[INFORMATION]
use decimal_engine::coords::{Rect, Vec2};
use decimal_engine::scene::shapes::{CircleCmd, TextCmd};
use decimal_engine::scene::{FontFamily, Glow, Stroke};
use decimal_time::DecimalTime;

use crate::layout::FaceLayout;
use crate::painter::Painter;
use crate::widget::Widget;
use crate::widgets::digital_readout::DigitalReadout;

const READOUT_SIZE: f32 = 18.0;

/// Analog decimal clock face.
///
/// Paint order, back to front:
/// 1. day-progress ring (track, filled arc, leading dot)
/// 2. dial background, 100 tick marks, numerals `0`–`9`
/// 3. hour, minute and second hands, center cap
/// 4. optional small digital readout below the center
pub struct AnalogClock {
    time: DecimalTime,
    size: f32,
    show_digital: bool,
}

impl AnalogClock {
    pub fn new(time: DecimalTime, size: f32) -> Self {
        Self { time, size, show_digital: true }
    }

    pub fn show_digital(mut self, v: bool) -> Self { self.show_digital = v; self }

    pub fn layout(&self) -> FaceLayout {
        FaceLayout::new(self.size)
    }
}

impl Widget for AnalogClock {
    fn measure(&self, _max_width: f32) -> Vec2 {
        Vec2::new(self.size, self.size)
    }

    fn paint(&self, painter: &mut Painter, rect: Rect) {
        let layout = self.layout();
        let c = rect.center();
        let p = painter.palette;
        let percent = self.time.percent_of_day;

        // Ring
        painter.circle(CircleCmd::new(c, layout.outer_radius).stroke(Stroke::new(3.0, p.border.with_opacity(0.15))));
        painter.arc(
            c,
            layout.outer_radius,
            0.0,
            percent as f32 * 3.6,
            Stroke::new(3.0, p.accent),
            Some(Glow::new(6.0, p.accent_glow)),
        );
        painter.circle(
            CircleCmd::new(layout.progress_dot(c, percent), 4.0)
                .fill(p.accent)
                .glow(Glow::new(8.0, p.accent)),
        );

        // Dial
        painter.fill_circle(c, layout.dial_radius + 5.0, p.bg_primary.with_opacity(0.4));
        for tick in layout.ticks(c) {
            let stroke = Stroke::new(tick.kind.width(), p.text_primary.with_opacity(tick.kind.opacity()));
            painter.line(tick.inner, tick.outer, stroke, None);
        }
        for (hour, pos) in layout.numerals(c) {
            painter.text(
                TextCmd::new(hour.to_string(), pos, 14.0, p.text_secondary)
                    .family(FontFamily::Mono)
                    .weight(500),
            );
        }

        // Hands
        let hands = layout.hands(c, &self.time);
        painter.line(c, hands.hour, Stroke::new(5.0, p.text_primary), None);
        painter.line(c, hands.minute, Stroke::new(3.0, p.text_primary.with_opacity(0.85)), None);
        painter.line(c, hands.second_tail, Stroke::new(2.5, p.accent.with_opacity(0.7)), None);
        painter.line(c, hands.second, Stroke::new(1.5, p.accent), Some(Glow::new(4.0, p.accent_glow)));
        painter.circle(CircleCmd::new(hands.second_tip, 3.5).fill(p.accent).glow(Glow::new(4.0, p.accent)));

        painter.circle(CircleCmd::new(c, 9.0).fill(p.bg_elevated).stroke(Stroke::new(2.0, p.border)));
        painter.circle(CircleCmd::new(c, 4.0).fill(p.accent).glow(Glow::new(4.0, p.accent_glow)));

        if self.show_digital {
            let readout = DigitalReadout::new(self.time).size(READOUT_SIZE);
            let m = readout.measure(self.size);
            let digits_y = rect.origin.y + self.size * 0.8 - 24.0;
            let top = digits_y - READOUT_SIZE * 0.6;
            readout.paint(painter, Rect::new(c.x - m.x / 2.0, top, m.x, m.y));
        }
    }
}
[/INFORMATION]
Would you print exactly and only the lines of the material above that run from the line with "const READOUT_SIZE: f32 = 18.0;" through the line with "impl Widget for", both included?

[TASK SOLUTION]
const READOUT_SIZE: f32 = 18.0;

/// Analog decimal clock face.
///
/// Paint order, back to front:
/// 1. day-progress ring (track, filled arc, leading dot)
/// 2. dial background, 100 tick marks, numerals `0`–`9`
/// 3. hour, minute and second hands, center cap
/// 4. optional small digital readout below the center
pub struct AnalogClock {
    time: DecimalTime,
    size: f32,
    show_digital: bool,
}

impl AnalogClock {
    pub fn new(time: DecimalTime, size: f32) -> Self {
        Self { time, size, show_digital: true }
    }

    pub fn show_digital(mut self, v: bool) -> Self { self.show_digital = v; self }

    pub fn layout(&self) -> FaceLayout {
        FaceLayout::new(self.size)
    }
}

impl Widget for AnalogClock {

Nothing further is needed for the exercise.